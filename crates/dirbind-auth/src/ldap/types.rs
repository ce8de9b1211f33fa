//! LDAP adaptor types
//!
//! Supports:
//! - Per-endpoint connection specs built from normalized settings
//! - Anonymous, simple and SASL bind descriptors
//! - Search queries and RFC 4515 filters

use dirbind_core::{Encryption, EndpointSettings, Result};
use serde::{Deserialize, Serialize};
use std::collections::HashMap;
use std::fmt;
use std::sync::Arc;

// ============================================================================
// Bind descriptors
// ============================================================================

/// How a connection authenticates itself
#[derive(Debug, Clone, Copy, PartialEq, Eq)]
pub enum BindMethod {
    Anonymous,
    Simple,
    Sasl,
}

/// Answers one server challenge during a SASL exchange.
///
/// Implementations capture their credentials by value, have no side effects and
/// may be called any number of times.
pub trait ChallengeResponder: Send + Sync + fmt::Debug {
    fn respond(&self, challenge: &[u8]) -> Result<Vec<u8>>;
}

#[derive(Debug, Clone)]
pub struct SaslAuth {
    /// Mechanism name as configured, e.g. `GSS-SPNEGO`
    pub mechanism: String,
    pub initial_credential: Vec<u8>,
    pub responder: Arc<dyn ChallengeResponder>,
}

impl SaslAuth {
    pub fn respond(&self, challenge: &[u8]) -> Result<Vec<u8>> {
        self.responder.respond(challenge)
    }
}

#[derive(Clone)]
pub enum AuthDescriptor {
    Anonymous,
    Simple { username: String, password: String },
    Sasl(SaslAuth),
}

impl AuthDescriptor {
    pub fn method(&self) -> BindMethod {
        match self {
            AuthDescriptor::Anonymous => BindMethod::Anonymous,
            AuthDescriptor::Simple { .. } => BindMethod::Simple,
            AuthDescriptor::Sasl(_) => BindMethod::Sasl,
        }
    }
}

impl fmt::Debug for AuthDescriptor {
    fn fmt(&self, f: &mut fmt::Formatter<'_>) -> fmt::Result {
        match self {
            AuthDescriptor::Anonymous => f.write_str("Anonymous"),
            AuthDescriptor::Simple { username, .. } => f
                .debug_struct("Simple")
                .field("username", username)
                .field("password", &"<redacted>")
                .finish(),
            AuthDescriptor::Sasl(sasl) => f.debug_tuple("Sasl").field(sasl).finish(),
        }
    }
}

// ============================================================================
// Endpoints
// ============================================================================

/// One configured directory server with its service credentials
#[derive(Debug, Clone)]
pub struct EndpointSpec {
    pub settings: EndpointSettings,
    pub auth: AuthDescriptor,
}

impl EndpointSpec {
    pub fn index(&self) -> usize {
        self.settings.index
    }

    pub fn host(&self) -> &str {
        &self.settings.host
    }

    pub fn port(&self) -> u16 {
        self.settings.port
    }

    pub fn base(&self) -> &str {
        &self.settings.base
    }

    pub fn encryption(&self) -> Encryption {
        self.settings.encryption
    }

    pub fn method(&self) -> BindMethod {
        self.auth.method()
    }
}

// ============================================================================
// Directory entries
// ============================================================================

#[derive(Debug, Clone, Default, PartialEq, Serialize, Deserialize)]
pub struct DirectoryEntry {
    pub dn: String,
    pub attributes: HashMap<String, Vec<String>>,
}

impl DirectoryEntry {
    pub fn new(dn: impl Into<String>) -> Self {
        Self {
            dn: dn.into(),
            attributes: HashMap::new(),
        }
    }

    pub fn with_attribute(mut self, name: impl Into<String>, values: Vec<String>) -> Self {
        self.attributes.insert(name.into(), values);
        self
    }

    /// Get first value of an attribute
    pub fn get_attribute(&self, name: &str) -> Option<&str> {
        self.attributes
            .get(name)
            .and_then(|v| v.first())
            .map(|s| s.as_str())
    }
}

/// Result of querying one endpoint in a fan-out search
#[derive(Debug, Clone, PartialEq)]
pub enum SearchOutcome {
    Entries(Vec<DirectoryEntry>),
    /// The endpoint failed; holds the error message
    Failed(String),
}

impl SearchOutcome {
    pub fn entries(&self) -> Option<&[DirectoryEntry]> {
        match self {
            SearchOutcome::Entries(entries) => Some(entries),
            SearchOutcome::Failed(_) => None,
        }
    }

    pub fn is_failed(&self) -> bool {
        matches!(self, SearchOutcome::Failed(_))
    }
}

// ============================================================================
// Filters
// ============================================================================

#[derive(Debug, Clone, PartialEq)]
pub enum Filter {
    Eq { attribute: String, value: String },
    /// Pre-built filter string, used verbatim
    Raw(String),
    And(Vec<Filter>),
    Or(Vec<Filter>),
    Not(Box<Filter>),
}

impl Filter {
    /// Equality match; the value is escaped when rendered.
    pub fn eq(attribute: impl Into<String>, value: impl Into<String>) -> Self {
        Filter::Eq {
            attribute: attribute.into(),
            value: value.into(),
        }
    }

    /// Use a filter string as given, adding the outer parentheses if missing.
    pub fn construct(filter: impl Into<String>) -> Self {
        let filter = filter.into();
        let trimmed = filter.trim();
        if trimmed.starts_with('(') {
            Filter::Raw(trimmed.to_string())
        } else {
            Filter::Raw(format!("({})", trimmed))
        }
    }

    /// Substitute an escaped username into a `%{username}` template.
    pub fn from_template(template: &str, username: &str) -> Self {
        let escaped = ldap3::ldap_escape(username);
        Filter::construct(template.replace(dirbind_core::config::USERNAME_PLACEHOLDER, &escaped))
    }

    pub fn and(filters: Vec<Filter>) -> Self {
        Filter::And(filters)
    }

    pub fn or(filters: Vec<Filter>) -> Self {
        Filter::Or(filters)
    }

    pub fn negate(filter: Filter) -> Self {
        Filter::Not(Box::new(filter))
    }

    pub fn match_all() -> Self {
        Filter::Raw("(objectClass=*)".to_string())
    }
}

impl fmt::Display for Filter {
    fn fmt(&self, f: &mut fmt::Formatter<'_>) -> fmt::Result {
        match self {
            Filter::Eq { attribute, value } => {
                write!(f, "({}={})", attribute, ldap3::ldap_escape(value.as_str()))
            }
            Filter::Raw(filter) => f.write_str(filter),
            Filter::And(filters) => {
                f.write_str("(&")?;
                for filter in filters {
                    write!(f, "{}", filter)?;
                }
                f.write_str(")")
            }
            Filter::Or(filters) => {
                f.write_str("(|")?;
                for filter in filters {
                    write!(f, "{}", filter)?;
                }
                f.write_str(")")
            }
            Filter::Not(filter) => write!(f, "(!{})", filter),
        }
    }
}

// ============================================================================
// Search queries
// ============================================================================

#[derive(Debug, Clone, Copy, PartialEq, Eq, Default, Serialize, Deserialize)]
#[serde(rename_all = "snake_case")]
pub enum SearchScope {
    Base,
    OneLevel,
    #[default]
    Subtree,
}

/// Caller-supplied search arguments; unset fields fall back to endpoint defaults
#[derive(Debug, Clone, Default)]
pub struct SearchQuery {
    pub base: Option<String>,
    pub filter: Option<Filter>,
    pub scope: SearchScope,
    /// Empty means all user attributes
    pub attributes: Vec<String>,
    pub size_limit: Option<i32>,
}

impl SearchQuery {
    pub fn new() -> Self {
        Self::default()
    }

    pub fn with_base(mut self, base: impl Into<String>) -> Self {
        self.base = Some(base.into());
        self
    }

    pub fn with_filter(mut self, filter: Filter) -> Self {
        self.filter = Some(filter);
        self
    }

    pub fn with_scope(mut self, scope: SearchScope) -> Self {
        self.scope = scope;
        self
    }

    pub fn with_attributes(mut self, attributes: Vec<String>) -> Self {
        self.attributes = attributes;
        self
    }

    pub fn with_size_limit(mut self, limit: i32) -> Self {
        self.size_limit = Some(limit);
        self
    }

    /// Fill in the endpoint base and the given filter.
    pub fn resolve(&self, endpoint: &EndpointSpec, filter: Filter) -> SearchRequest {
        SearchRequest {
            base: self
                .base
                .clone()
                .unwrap_or_else(|| endpoint.base().to_string()),
            scope: self.scope,
            filter,
            attributes: self.attributes.clone(),
            size_limit: self.size_limit,
        }
    }
}

/// A fully specified search sent to one endpoint
#[derive(Debug, Clone, PartialEq)]
pub struct SearchRequest {
    pub base: String,
    pub scope: SearchScope,
    pub filter: Filter,
    pub attributes: Vec<String>,
    pub size_limit: Option<i32>,
}

// ============================================================================
// Bind-as requests
// ============================================================================

/// The end user's password, possibly produced on demand
#[derive(Clone)]
pub enum Password {
    Plain(String),
    Deferred(Arc<dyn Fn() -> String + Send + Sync>),
}

impl Password {
    pub fn deferred<F>(f: F) -> Self
    where
        F: Fn() -> String + Send + Sync + 'static,
    {
        Password::Deferred(Arc::new(f))
    }

    pub fn resolve(&self) -> String {
        match self {
            Password::Plain(password) => password.clone(),
            Password::Deferred(f) => f(),
        }
    }
}

impl From<&str> for Password {
    fn from(password: &str) -> Self {
        Password::Plain(password.to_string())
    }
}

impl From<String> for Password {
    fn from(password: String) -> Self {
        Password::Plain(password)
    }
}

impl fmt::Debug for Password {
    fn fmt(&self, f: &mut fmt::Formatter<'_>) -> fmt::Result {
        match self {
            Password::Plain(_) => f.write_str("Plain(<redacted>)"),
            Password::Deferred(_) => f.write_str("Deferred(..)"),
        }
    }
}

/// Search-then-bind request for one end user
#[derive(Debug, Clone)]
pub struct BindAsRequest {
    pub identity: String,
    pub password: Password,
    /// Overrides the endpoint's configured bind method for the user bind only
    pub method: Option<BindMethod>,
    /// Search options; a filter set here replaces the default identity filter
    pub query: SearchQuery,
}

impl BindAsRequest {
    pub fn new(identity: impl Into<String>, password: impl Into<Password>) -> Self {
        Self {
            identity: identity.into(),
            password: password.into(),
            method: None,
            query: SearchQuery::default(),
        }
    }

    pub fn with_filter(mut self, filter: Filter) -> Self {
        self.query.filter = Some(filter);
        self
    }

    pub fn with_method(mut self, method: BindMethod) -> Self {
        self.method = Some(method);
        self
    }

    pub fn with_query(mut self, query: SearchQuery) -> Self {
        self.query = query;
        self
    }
}
impl DirbindConfig {
    pub fn from_file(path: impl AsRef<Path>) -> Result<Self> {
        let content = std::fs::read_to_string(path.as_ref()).map_err(|e| {
            Error::InvalidConfig(format!(
                "Failed to read config {}: {}",
                path.as_ref().display(),
                e
            ))
        })?;

        Self::from_toml_str(&content)
    }

    pub fn from_toml_str(content: &str) -> Result<Self> {
        toml::from_str(content)
            .map_err(|e| Error::InvalidConfig(format!("Failed to parse config: {}", e)))
    }

    /// Override settings from `DIRBIND_*` environment variables.
    pub fn apply_env(&mut self) {
        self.apply_overrides(|name| std::env::var(name).ok());
    }

    pub fn apply_overrides<F>(&mut self, lookup: F)
    where
        F: Fn(&str) -> Option<String>,
    {
        if let Some(level) = lookup("DIRBIND_LOG_LEVEL") {
            self.logging.level = level;
        }
        if let Some(format) = lookup("DIRBIND_LOG_FORMAT") {
            match format.to_ascii_lowercase().as_str() {
                "json" => self.logging.format = LogFormat::Json,
                "pretty" => self.logging.format = LogFormat::Pretty,
                other => tracing::warn!("Ignoring unknown DIRBIND_LOG_FORMAT {:?}", other),
            }
        }

        // Service credentials are usually injected as secrets rather than written to disk
        if let Some(bind_dn) = lookup("DIRBIND_LDAP_BIND_DN") {
            self.ldap.bind_dn = Some(OneOrMany::One(bind_dn));
        }
        if let Some(password) = lookup("DIRBIND_LDAP_PASSWORD") {
            self.ldap.password = Some(OneOrMany::One(password));
        }
    }
}

#[derive(Debug, Clone, Serialize, Deserialize)]
pub struct LoggingConfig {
    pub level: String,
    pub format: LogFormat,
}

impl Default for LoggingConfig {
    fn default() -> Self {
        Self {
            level: "info".to_string(),
            format: LogFormat::Pretty,
        }
    }
}

#[derive(Debug, Clone, Copy, PartialEq, Eq, Default, Serialize, Deserialize)]
#[serde(rename_all = "lowercase")]
pub enum LogFormat {
    #[default]
    Pretty,
    Json,
}

/// Settings handed to the network transport.
#[derive(Debug, Clone, Serialize, Deserialize)]
pub struct TransportConfig {
    /// Connection timeout in seconds
    #[serde(default = "default_timeout")]
    pub timeout_seconds: u64,

    /// Skip TLS certificate verification (not recommended for production)
    #[serde(default)]
    pub skip_tls_verify: bool,
}

fn default_timeout() -> u64 {
    10
}

impl Default for TransportConfig {
    fn default() -> Self {
        Self {
            timeout_seconds: default_timeout(),
            skip_tls_verify: false,
        }
    }
}

// ============================================================================
// Raw directory configuration
// ============================================================================

/// A value given either once for every endpoint or once per endpoint.
#[derive(Debug, Clone, PartialEq, Serialize, Deserialize)]
#[serde(untagged)]
pub enum OneOrMany<T> {
    One(T),
    Many(Vec<T>),
}
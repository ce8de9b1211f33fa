//! Crypto errors

use thiserror::Error;

#[derive(Debug, Error)]
pub enum CryptoError {
    #[error("Malformed DIGEST-MD5 challenge: {0}")]
    MalformedChallenge(String),

    #[error("Server offers no supported quality of protection: {0}")]
    UnsupportedQop(String),

    #[error("Invalid NTLM message: {0}")]
    InvalidNtlmMessage(String),
}
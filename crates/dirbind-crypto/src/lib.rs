//! SASL and NTLM primitives for Dirbind

pub mod digest_md5;
pub mod error;
pub mod hash;
pub mod ntlm;

pub use digest_md5::{compute_digest_response, DigestChallenge, DigestPreferences};
pub use error::CryptoError;
pub use ntlm::{AuthenticateMessage, ChallengeMessage, NegotiateMessage, ResponseOptions};
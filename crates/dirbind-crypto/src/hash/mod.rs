//! Hash utilities

use digest::Digest;
use hmac::{Hmac, Mac};
use md4::Md4;
use md5::Md5;

pub fn md5_digest(data: &[u8]) -> [u8; 16] {
    Md5::digest(data).into()
}

pub fn md5_hex(data: &[u8]) -> String {
    hex::encode(md5_digest(data))
}

pub fn md4_digest(data: &[u8]) -> [u8; 16] {
    Md4::digest(data).into()
}

pub fn hmac_md5(key: &[u8], data: &[u8]) -> [u8; 16] {
    type HmacMd5 = Hmac<Md5>;
    let mut mac = HmacMd5::new_from_slice(key).expect("HMAC can take key of any size");
    mac.update(data);
    mac.finalize().into_bytes().into()
}

/// Encode a string as UTF-16 little-endian bytes
pub fn utf16le(s: &str) -> Vec<u8> {
    s.encode_utf16().flat_map(u16::to_le_bytes).collect()
}

#[cfg(test)]
mod tests {
    use super::*;

    #[test]
    fn test_md5_hex() {
        assert_eq!(md5_hex(b""), "d41d8cd98f00b204e9800998ecf8427e");
    }

    #[test]
    fn test_hmac_md5_rfc2104() {
        let mac = hmac_md5(b"Jefe", b"what do ya want for nothing?");
        assert_eq!(hex::encode(mac), "750c783e6ab0b503eaa86e310a5db738");
    }

    #[test]
    fn test_utf16le() {
        assert_eq!(utf16le("Ab"), vec![0x41, 0x00, 0x62, 0x00]);
    }
}
//! Error types for mapping persistence.

use std::path::PathBuf;

use thiserror::Error;

#[derive(Debug, Error)]
pub enum MappingError {
    #[error("failed to access mapping file {path}: {source}")]
    Io {
        path: PathBuf,
        #[source]
        source: std::io::Error,
    },

    #[error("failed to parse mapping file {path}: {source}")]
    Csv {
        path: PathBuf,
        #[source]
        source: csv::Error,
    },
}

impl MappingError {
    pub(crate) fn io(path: impl Into<PathBuf>, source: std::io::Error) -> Self {
        Self::Io {
            path: path.into(),
            source,
        }
    }

    pub(crate) fn csv(path: impl Into<PathBuf>, source: csv::Error) -> Self {
        Self::Csv {
            path: path.into(),
            source,
        }
    }
}

pub type Result<T> = std::result::Result<T, MappingError>;
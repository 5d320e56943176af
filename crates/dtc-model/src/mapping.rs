//! Mapping table kinds.

use std::fmt;
use std::str::FromStr;

use serde::{Deserialize, Serialize};

use crate::error::ModelError;

/// The independent raw-to-standard vocabularies a user maintains.
#[derive(Debug, Clone, Copy, PartialEq, Eq, PartialOrd, Ord, Hash, Serialize, Deserialize)]
#[serde(rename_all = "snake_case")]
pub enum MappingKind {
    /// Personnel job titles to requirement-table job posts.
    Position,
    /// Dealer category-flag headers to requirement-table vehicle names.
    Vehicle,
    /// Personnel company values to requirement-table sheet names.
    Company,
    /// Passed course titles to requirement-table course titles.
    Course,
    /// Raw dealer names to standardized dealer names.
    DealerRename,
    /// Dealer codes of the primary company to the secondary company's dealer name.
    BdcToSmc,
}

impl MappingKind {
    pub const ALL: [MappingKind; 6] = [
        MappingKind::Position,
        MappingKind::Vehicle,
        MappingKind::Company,
        MappingKind::Course,
        MappingKind::DealerRename,
        MappingKind::BdcToSmc,
    ];

    /// File name the table is persisted under inside the mapping directory.
    pub fn file_name(self) -> &'static str {
        match self {
            Self::Position => "position_mapping.csv",
            Self::Vehicle => "car_mapping.csv",
            Self::Company => "company_mapping.csv",
            Self::Course => "course_mapping.csv",
            Self::DealerRename => "dealer_mapping.csv",
            Self::BdcToSmc => "bdc_smc_mapping.csv",
        }
    }

    pub fn as_str(self) -> &'static str {
        match self {
            Self::Position => "position",
            Self::Vehicle => "vehicle",
            Self::Company => "company",
            Self::Course => "course",
            Self::DealerRename => "dealer-rename",
            Self::BdcToSmc => "bdc-to-smc",
        }
    }
}

impl fmt::Display for MappingKind {
    fn fmt(&self, f: &mut fmt::Formatter<'_>) -> fmt::Result {
        f.write_str(self.as_str())
    }
}

impl FromStr for MappingKind {
    type Err = ModelError;

    fn from_str(value: &str) -> Result<Self, Self::Err> {
        let key = value.trim().to_ascii_lowercase().replace('_', "-");
        Self::ALL
            .into_iter()
            .find(|kind| kind.as_str() == key)
            .ok_or_else(|| ModelError::UnknownMappingKind(value.to_string()))
    }
}
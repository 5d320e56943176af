//! Dealer-level progress rollups.

use serde::Serialize;

use dtc_model::{RequirementSource, SummaryRow};

use crate::analyzer::TrainingAnalyzer;

impl TrainingAnalyzer<'_> {
    /// Progress per source for every mapped (person, position) at a dealer,
    /// sorted by name then position.
    pub fn dealer_summary(&self, dealer_name: &str) -> Vec<SummaryRow> {
        let mut rows: Vec<SummaryRow> = self
            .mapped_positions(dealer_name)
            .into_iter()
            .filter_map(|pair| {
                let result = self.analyze(pair.personnel_code, dealer_name, pair.position)?;
                Some(SummaryRow {
                    personnel_code: result.personnel_code.clone(),
                    name: result.name.clone(),
                    position: result.position.clone(),
                    after_sales: result.progress(RequirementSource::AfterSales),
                    sales: result.progress(RequirementSource::Sales),
                })
            })
            .collect();
        rows.sort_by(|a, b| (&a.name, &a.position).cmp(&(&b.name, &b.position)));
        rows
    }

    pub fn dealer_overview(&self, dealer_name: &str) -> DealerOverview {
        DealerOverview::from_rows(dealer_name, &self.dealer_summary(dealer_name))
    }
}

/// Rows of one source with meaningful progress and their mean percentage.
#[derive(Debug, Clone, Default, PartialEq, Serialize)]
pub struct OverviewTable {
    pub rows: Vec<SummaryRow>,
    /// Mean percentage of `rows`; zero when there are none.
    pub average: f64,
}

impl OverviewTable {
    fn collect(rows: &[SummaryRow], source: RequirementSource) -> Self {
        let rows: Vec<SummaryRow> = rows
            .iter()
            .filter(|row| row.progress(source).is_meaningful())
            .cloned()
            .collect();
        let percentages: Vec<f64> = rows
            .iter()
            .filter_map(|row| row.progress(source).percentage())
            .collect();
        let average = if percentages.is_empty() {
            0.0
        } else {
            percentages.iter().sum::<f64>() / percentages.len() as f64
        };
        Self { rows, average }
    }
}

/// Summary rows split into a sales table and an after-sales table.
#[derive(Debug, Clone, PartialEq, Serialize)]
pub struct DealerOverview {
    pub dealer_name: String,
    pub sales: OverviewTable,
    pub after_sales: OverviewTable,
}

impl DealerOverview {
    pub fn from_rows(dealer_name: &str, rows: &[SummaryRow]) -> Self {
        Self {
            dealer_name: dealer_name.to_string(),
            sales: OverviewTable::collect(rows, RequirementSource::Sales),
            after_sales: OverviewTable::collect(rows, RequirementSource::AfterSales),
        }
    }

    pub fn table(&self, source: RequirementSource) -> &OverviewTable {
        match source {
            RequirementSource::AfterSales => &self.after_sales,
            RequirementSource::Sales => &self.sales,
        }
    }
}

> _WHAT THE TASK ASKS_: Your answer must be the lines above, unchanged, from the first one through the line that holds "pub trait ChallengeResponder: Send", inclusive, and no others.

> _TASK RESPONSE_:
filename crates/dirbind-auth/src/ldap/types.rs
repository ce8de9b1211f33fa
//! LDAP adaptor types
//!
//! Supports:
//! - Per-endpoint connection specs built from normalized settings
//! - Anonymous, simple and SASL bind descriptors
//! - Search queries and RFC 4515 filters

use dirbind_core::{Encryption, EndpointSettings, Result};
use serde::{Deserialize, Serialize};
use std::collections::HashMap;
use std::fmt;
use std::sync::Arc;

// ============================================================================
// Bind descriptors
// ============================================================================

/// How a connection authenticates itself
#[derive(Debug, Clone, Copy, PartialEq, Eq)]
pub enum BindMethod {
    Anonymous,
    Simple,
    Sasl,
}

/// Answers one server challenge during a SASL exchange.
///
/// Implementations capture their credentials by value, have no side effects and
/// may be called any number of times.
pub trait ChallengeResponder: Send + Sync + fmt::Debug {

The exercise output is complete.